Vulkan si allontanò con le mani nelle tasche. Accennò un sorriso, nel sentire Oleander urlargli dietro che l’aveva presa troppo sul serio prima, quando aveva dichiarato di essere la sua schiava personale.
 
La Corte
Casa Lee
 
Appollaiata sulla finestra della sua camera, Izzie era calata nell’intraprendere uno dei suoi hobbies preferiti: osservare la vita al di fuori di essa attraverso gli occhi del suo amato binocolo.

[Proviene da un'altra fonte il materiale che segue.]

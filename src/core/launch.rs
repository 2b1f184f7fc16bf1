// ─── Launch Strategy Selector ───
// Prefers a Steam-protocol launch (Steam injects the user's launch options
// and, on Linux, selects the Proton runtime); falls back to spawning the
// executable directly when Steam does not pick the request up. Launching is
// independent of installation state.

use std::path::{Path, PathBuf};
use std::process::Command;
use std::time::Duration;

use sysinfo::System;
use tracing::{info, warn};

use crate::core::config::{AppConfig, Platform};
use crate::core::error::{CompanionError, CompanionResult};
use crate::core::paths::{self, GameDirectory, STEAM_APP_ID};
use crate::core::scan;

/// How long Steam gets to bring the game up before we fall back.
const PROTOCOL_GRACE: Duration = Duration::from_secs(10);

const GAME_PROCESS_NEEDLE: &str = "balatro";

pub async fn launch_game(config: &AppConfig) -> CompanionResult<()> {
    let game_dir = match paths::resolve_game_dir(config) {
        GameDirectory::Configured(dir) => dir,
        GameDirectory::Unconfigured => {
            return Err(CompanionError::LaunchFailed(
                "game directory not configured".into(),
            ))
        }
    };

    info!("Launching via the Steam protocol...");
    if try_steam_protocol(config).await {
        return Ok(());
    }

    warn!("Steam did not start the game, falling back to direct launch");
    launch_direct(config, &game_dir)
}

/// Hand the run request to Steam and wait a grace period for the game
/// process to appear.
async fn try_steam_protocol(config: &AppConfig) -> bool {
    let url = format!("steam://rungameid/{STEAM_APP_ID}");
    let spawned = match config.platform {
        Platform::Windows => Command::new("cmd").args(["/C", "start", "", &url]).spawn(),
        Platform::MacOs => Command::new("open").arg(&url).spawn(),
        Platform::Linux => Command::new("xdg-open").arg(&url).spawn(),
    };
    if let Err(e) = spawned {
        warn!("Steam protocol handler unavailable: {e}");
        return false;
    }

    tokio::time::sleep(PROTOCOL_GRACE).await;
    game_process_running()
}

fn game_process_running() -> bool {
    let sys = System::new_all();
    sys.processes().values().any(|p| {
        p.name()
            .to_string_lossy()
            .to_lowercase()
            .contains(GAME_PROCESS_NEEDLE)
    })
}

fn launch_direct(config: &AppConfig, game_dir: &Path) -> CompanionResult<()> {
    match config.platform {
        Platform::Windows => {
            let exe = find_executable_in_directory(game_dir).ok_or_else(|| {
                CompanionError::LaunchFailed(format!("no executable found in {game_dir:?}"))
            })?;
            Command::new(&exe)
                .current_dir(game_dir)
                .spawn()
                .map_err(|e| CompanionError::LaunchFailed(e.to_string()))?;
            info!("Launched game from {:?}", exe);
            Ok(())
        }
        Platform::MacOs => {
            let binary = game_dir
                .join("Balatro.app")
                .join("Contents")
                .join("MacOS")
                .join("love");
            let mut cmd = Command::new(&binary);
            cmd.current_dir(game_dir);
            // Inject the loader when it is installed; the game runs
            // unmodded otherwise.
            if scan::is_loader_framework_installed(Platform::MacOs, game_dir) {
                cmd.env(
                    "DYLD_INSERT_LIBRARIES",
                    game_dir.join("liblovely.dylib"),
                );
            }
            cmd.spawn()
                .map_err(|e| CompanionError::LaunchFailed(e.to_string()))?;
            info!("Launched game from {:?}", binary);
            Ok(())
        }
        // The Windows binary only runs under Proton, and only Steam can set
        // that up.
        Platform::Linux => Err(CompanionError::LaunchFailed(
            "Steam is required to launch the game under Proton".into(),
        )),
    }
}

/// Pick the game executable: any `.exe`, preferring one named after the
/// game.
fn find_executable_in_directory(dir: &Path) -> Option<PathBuf> {
    let mut executables: Vec<PathBuf> = std::fs::read_dir(dir)
        .ok()?
        .flatten()
        .map(|e| e.path())
        .filter(|p| {
            p.is_file()
                && p.extension()
                    .map(|e| e.eq_ignore_ascii_case("exe"))
                    .unwrap_or(false)
        })
        .collect();
    executables.sort();

    executables
        .iter()
        .find(|p| {
            p.file_name()
                .map(|n| n.to_string_lossy().to_lowercase().contains(GAME_PROCESS_NEEDLE))
                .unwrap_or(false)
        })
        .cloned()
        .or_else(|| executables.into_iter().next())
}

#[cfg(test)]
mod tests {
    use super::*;

    #[test]
    fn game_named_executable_is_preferred() {
        let dir = tempfile::tempdir().unwrap();
        std::fs::write(dir.path().join("UnityCrashHandler.exe"), "mz").unwrap();
        std::fs::write(dir.path().join("Balatro.exe"), "mz").unwrap();
        std::fs::write(dir.path().join("readme.txt"), "hi").unwrap();

        let exe = find_executable_in_directory(dir.path()).unwrap();
        assert!(exe.ends_with("Balatro.exe"));
    }

    #[test]
    fn any_executable_is_a_fallback() {
        let dir = tempfile::tempdir().unwrap();
        std::fs::write(dir.path().join("game.exe"), "mz").unwrap();
        let exe = find_executable_in_directory(dir.path()).unwrap();
        assert!(exe.ends_with("game.exe"));
    }

    #[test]
    fn empty_directory_has_no_executable() {
        let dir = tempfile::tempdir().unwrap();
        assert!(find_executable_in_directory(dir.path()).is_none());
    }
}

La casa della famiglia Lee affacciava sulla piazza centrale della Corte e fin da quando non era che una bambina, Izzie adorava vedere il via vai di persone che davano vita a quel luogo che ospitava negozi e mercati.
 
- Ancora con quell’attrezzo? Non devi lavorare oggi? -
 
August, suo padre, si era affacciato alla porta della sua camera e la guardava con le braccia conserte. Izzie abbassò il binocolo e scosse il capo: - Oggi ho il giorno libero, ma sto aspettando due colleghi per andare a fare visita all’orfanotrofio Strong. –
 
August aggrottò le sopracciglia: - Lo Strong? Ti è stato per caso ordinato? –
 
- No, macché! – Izzie scivolò via dalla finestra e recuperò la giacca da aviatore che era solita indossare – Penso solo che se voglio dare il massimo, è giunto il momento che io conosca un po’ cosa c’è lì fuori… invece di limitarmi a usare quello. – Con un sorriso limpido, Izzie indicò il binocolo abbandonato sul davanzale, poi infilò la giacca mentre il padre continuava a osservarla con cipiglio. La ragazza lo guardò con perplessità: - Papà, qualcosa non va? -
 
August scosse la testa: - Niente di importante, solo, ecco… stai attenta; non mi entusiasma l’idea che tu visiti luoghi del genere. –
 
- Ma è un orfanotrofio! Cosa vuoi che mi accada! E poi sono una Sentinella, è mio dovere ampliare le mie conoscenze del mondo per compiere il mio dovere con dignità, non credi? Ora sarà meglio che vada, non voglio far aspettare nessuno. -
 
August osservò la figlia salutarlo e chiudersi l’uscio di casa alle spalle, così si spostò davanti la finestra del modesto salotto di famiglia: seguì sua figlia con lo sguardo sgattaiolare fra la miriade di persone, mentre agitava la mano in segno di saluto. Ad August piaceva l’idea che sua figlia fosse diventata parte attiva delle Sentinelle, un ruolo rispettabile e fondamentale all’interno della Corte. La sua era sempre stata una famiglia modesta e lui, al massimo, aveva ottenuto di essere l’autista personale di Jude Millan. Ma se da una parte era fiero di Izzie, dall’altra temeva che sua figlia, una persona buona e dal candore spiccato, potesse risentire dei colpi inferti dal mondo all’infuori della Corte.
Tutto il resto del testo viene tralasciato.